-- Exercise objective --
Write out every single entry exactly.

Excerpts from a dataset

↓↓↓

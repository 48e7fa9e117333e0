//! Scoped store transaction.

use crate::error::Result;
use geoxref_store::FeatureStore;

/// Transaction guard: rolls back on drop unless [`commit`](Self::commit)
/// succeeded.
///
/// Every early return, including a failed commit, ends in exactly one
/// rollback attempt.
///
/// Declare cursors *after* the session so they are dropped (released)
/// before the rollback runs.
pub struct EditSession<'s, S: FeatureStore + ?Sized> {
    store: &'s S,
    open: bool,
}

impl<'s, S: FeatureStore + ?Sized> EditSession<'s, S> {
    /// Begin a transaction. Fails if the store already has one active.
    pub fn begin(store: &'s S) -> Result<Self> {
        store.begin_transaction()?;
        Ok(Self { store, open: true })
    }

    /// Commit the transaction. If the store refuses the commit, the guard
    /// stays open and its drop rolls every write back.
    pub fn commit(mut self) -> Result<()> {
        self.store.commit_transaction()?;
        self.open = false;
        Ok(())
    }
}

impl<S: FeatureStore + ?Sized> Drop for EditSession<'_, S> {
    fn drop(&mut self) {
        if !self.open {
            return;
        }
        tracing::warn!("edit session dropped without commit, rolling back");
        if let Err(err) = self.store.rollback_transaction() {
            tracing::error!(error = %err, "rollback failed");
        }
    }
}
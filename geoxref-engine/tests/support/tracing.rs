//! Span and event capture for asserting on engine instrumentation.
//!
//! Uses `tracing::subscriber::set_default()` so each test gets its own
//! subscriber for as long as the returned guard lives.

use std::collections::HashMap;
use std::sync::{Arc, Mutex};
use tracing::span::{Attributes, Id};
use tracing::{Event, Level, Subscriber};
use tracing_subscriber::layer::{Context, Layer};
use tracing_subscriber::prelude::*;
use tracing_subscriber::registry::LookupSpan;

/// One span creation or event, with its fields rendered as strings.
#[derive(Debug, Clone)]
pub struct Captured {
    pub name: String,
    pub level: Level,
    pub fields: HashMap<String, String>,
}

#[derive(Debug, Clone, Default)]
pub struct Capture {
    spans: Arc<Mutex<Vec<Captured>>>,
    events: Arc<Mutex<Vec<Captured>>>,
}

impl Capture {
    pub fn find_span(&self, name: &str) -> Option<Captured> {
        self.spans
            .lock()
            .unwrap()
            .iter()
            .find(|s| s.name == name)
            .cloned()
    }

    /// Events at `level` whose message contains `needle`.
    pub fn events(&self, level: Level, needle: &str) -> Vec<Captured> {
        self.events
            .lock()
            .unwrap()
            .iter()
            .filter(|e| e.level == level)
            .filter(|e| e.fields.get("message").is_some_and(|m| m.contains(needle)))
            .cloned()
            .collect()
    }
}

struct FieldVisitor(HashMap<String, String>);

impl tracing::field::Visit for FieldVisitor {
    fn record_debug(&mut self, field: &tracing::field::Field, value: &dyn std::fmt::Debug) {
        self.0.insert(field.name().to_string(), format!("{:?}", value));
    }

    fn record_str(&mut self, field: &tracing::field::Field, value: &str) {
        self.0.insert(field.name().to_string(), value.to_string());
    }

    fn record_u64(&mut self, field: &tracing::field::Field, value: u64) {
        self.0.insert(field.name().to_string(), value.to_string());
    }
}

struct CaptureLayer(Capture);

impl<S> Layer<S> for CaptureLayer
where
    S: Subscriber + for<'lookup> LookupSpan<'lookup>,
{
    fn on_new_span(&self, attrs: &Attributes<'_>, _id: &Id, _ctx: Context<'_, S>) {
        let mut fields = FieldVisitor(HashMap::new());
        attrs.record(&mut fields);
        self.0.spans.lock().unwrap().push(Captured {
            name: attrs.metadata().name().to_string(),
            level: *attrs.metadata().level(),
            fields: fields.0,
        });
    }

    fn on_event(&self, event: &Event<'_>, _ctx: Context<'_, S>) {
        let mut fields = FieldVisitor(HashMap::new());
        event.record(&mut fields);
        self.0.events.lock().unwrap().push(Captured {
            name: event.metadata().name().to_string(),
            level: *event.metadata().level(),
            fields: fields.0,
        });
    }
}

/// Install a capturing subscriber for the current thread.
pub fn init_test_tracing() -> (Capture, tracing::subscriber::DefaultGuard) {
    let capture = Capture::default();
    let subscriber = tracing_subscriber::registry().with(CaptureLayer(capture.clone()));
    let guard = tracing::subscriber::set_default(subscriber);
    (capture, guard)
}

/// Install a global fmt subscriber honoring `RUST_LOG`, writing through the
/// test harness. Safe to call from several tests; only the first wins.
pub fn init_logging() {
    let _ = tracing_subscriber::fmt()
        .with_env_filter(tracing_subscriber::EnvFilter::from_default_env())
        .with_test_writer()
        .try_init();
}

↑↑↑

-- Output for this task --
repository 48e7fa9e117333e0
//! Scoped store transaction.

use crate::error::Result;
use geoxref_store::FeatureStore;

/// Transaction guard: rolls back on drop unless [`commit`](Self::commit)
/// succeeded.
///
/// Every early return, including a failed commit, ends in exactly one
/// rollback attempt.
///
/// Declare cursors *after* the session so they are dropped (released)
/// before the rollback runs.
pub struct EditSession<'s, S: FeatureStore + ?Sized> {
    store: &'s S,
    open: bool,
}

impl<'s, S: FeatureStore + ?Sized> EditSession<'s, S> {
    /// Begin a transaction. Fails if the store already has one active.
    pub fn begin(store: &'s S) -> Result<Self> {
        store.begin_transaction()?;
        Ok(Self { store, open: true })
    }

    /// Commit the transaction. If the store refuses the commit, the guard
    /// stays open and its drop rolls every write back.
    pub fn commit(mut self) -> Result<()> {
        self.store.commit_transaction()?;
        self.open = false;
        Ok(())
    }
}

impl<S: FeatureStore + ?Sized> Drop for EditSession<'_, S> {
    fn drop(&mut self) {
        if !self.open {
            return;
        }
        tracing::warn!("edit session dropped without commit, rolling back");
        if let Err(err) = self.store.rollback_transaction() {
            tracing::error!(error = %err, "rollback failed");
        }
    }
}
filename geoxref-engine/tests/support/tracing.rs
//! Span and event capture for asserting on engine instrumentation.
//!
//! Uses `tracing::subscriber::set_default()` so each test gets its own
//! subscriber for as long as the returned guard lives.

use std::collections::HashMap;
use std::sync::{Arc, Mutex};
use tracing::span::{Attributes, Id};
use tracing::{Event, Level, Subscriber};
use tracing_subscriber::layer::{Context, Layer};
use tracing_subscriber::prelude::*;
use tracing_subscriber::registry::LookupSpan;

/// One span creation or event, with its fields rendered as strings.
#[derive(Debug, Clone)]
pub struct Captured {
    pub name: String,
    pub level: Level,
    pub fields: HashMap<String, String>,
}

#[derive(Debug, Clone, Default)]
pub struct Capture {
    spans: Arc<Mutex<Vec<Captured>>>,
    events: Arc<Mutex<Vec<Captured>>>,
}

impl Capture {
    pub fn find_span(&self, name: &str) -> Option<Captured> {
        self.spans
            .lock()
            .unwrap()
            .iter()
            .find(|s| s.name == name)
            .cloned()
    }

    /// Events at `level` whose message contains `needle`.
    pub fn events(&self, level: Level, needle: &str) -> Vec<Captured> {
        self.events
            .lock()
            .unwrap()
            .iter()
            .filter(|e| e.level == level)
            .filter(|e| e.fields.get("message").is_some_and(|m| m.contains(needle)))
            .cloned()
            .collect()
    }
}

struct FieldVisitor(HashMap<String, String>);

impl tracing::field::Visit for FieldVisitor {
    fn record_debug(&mut self, field: &tracing::field::Field, value: &dyn std::fmt::Debug) {
        self.0.insert(field.name().to_string(), format!("{:?}", value));
    }

    fn record_str(&mut self, field: &tracing::field::Field, value: &str) {
        self.0.insert(field.name().to_string(), value.to_string());
    }

    fn record_u64(&mut self, field: &tracing::field::Field, value: u64) {
        self.0.insert(field.name().to_string(), value.to_string());
    }
}

struct CaptureLayer(Capture);

impl<S> Layer<S> for CaptureLayer
where
    S: Subscriber + for<'lookup> LookupSpan<'lookup>,
{
    fn on_new_span(&self, attrs: &Attributes<'_>, _id: &Id, _ctx: Context<'_, S>) {
        let mut fields = FieldVisitor(HashMap::new());
        attrs.record(&mut fields);
        self.0.spans.lock().unwrap().push(Captured {
            name: attrs.metadata().name().to_string(),
            level: *attrs.metadata().level(),
            fields: fields.0,
        });
    }

    fn on_event(&self, event: &Event<'_>, _ctx: Context<'_, S>) {
        let mut fields = FieldVisitor(HashMap::new());
        event.record(&mut fields);
        self.0.events.lock().unwrap().push(Captured {
            name: event.metadata().name().to_string(),
            level: *event.metadata().level(),
            fields: fields.0,
        });
    }
}

/// Install a capturing subscriber for the current thread.
pub fn init_test_tracing() -> (Capture, tracing::subscriber::DefaultGuard) {
    let capture = Capture::default();
    let subscriber = tracing_subscriber::registry().with(CaptureLayer(capture.clone()));
    let guard = tracing::subscriber::set_default(subscriber);
    (capture, guard)
}

/// Install a global fmt subscriber honoring `RUST_LOG`, writing through the
/// test harness. Safe to call from several tests; only the first wins.
pub fn init_logging() {
    let _ = tracing_subscriber::fmt()
        .with_env_filter(tracing_subscriber::EnvFilter::from_default_env())
        .with_test_writer()
        .try_init();
}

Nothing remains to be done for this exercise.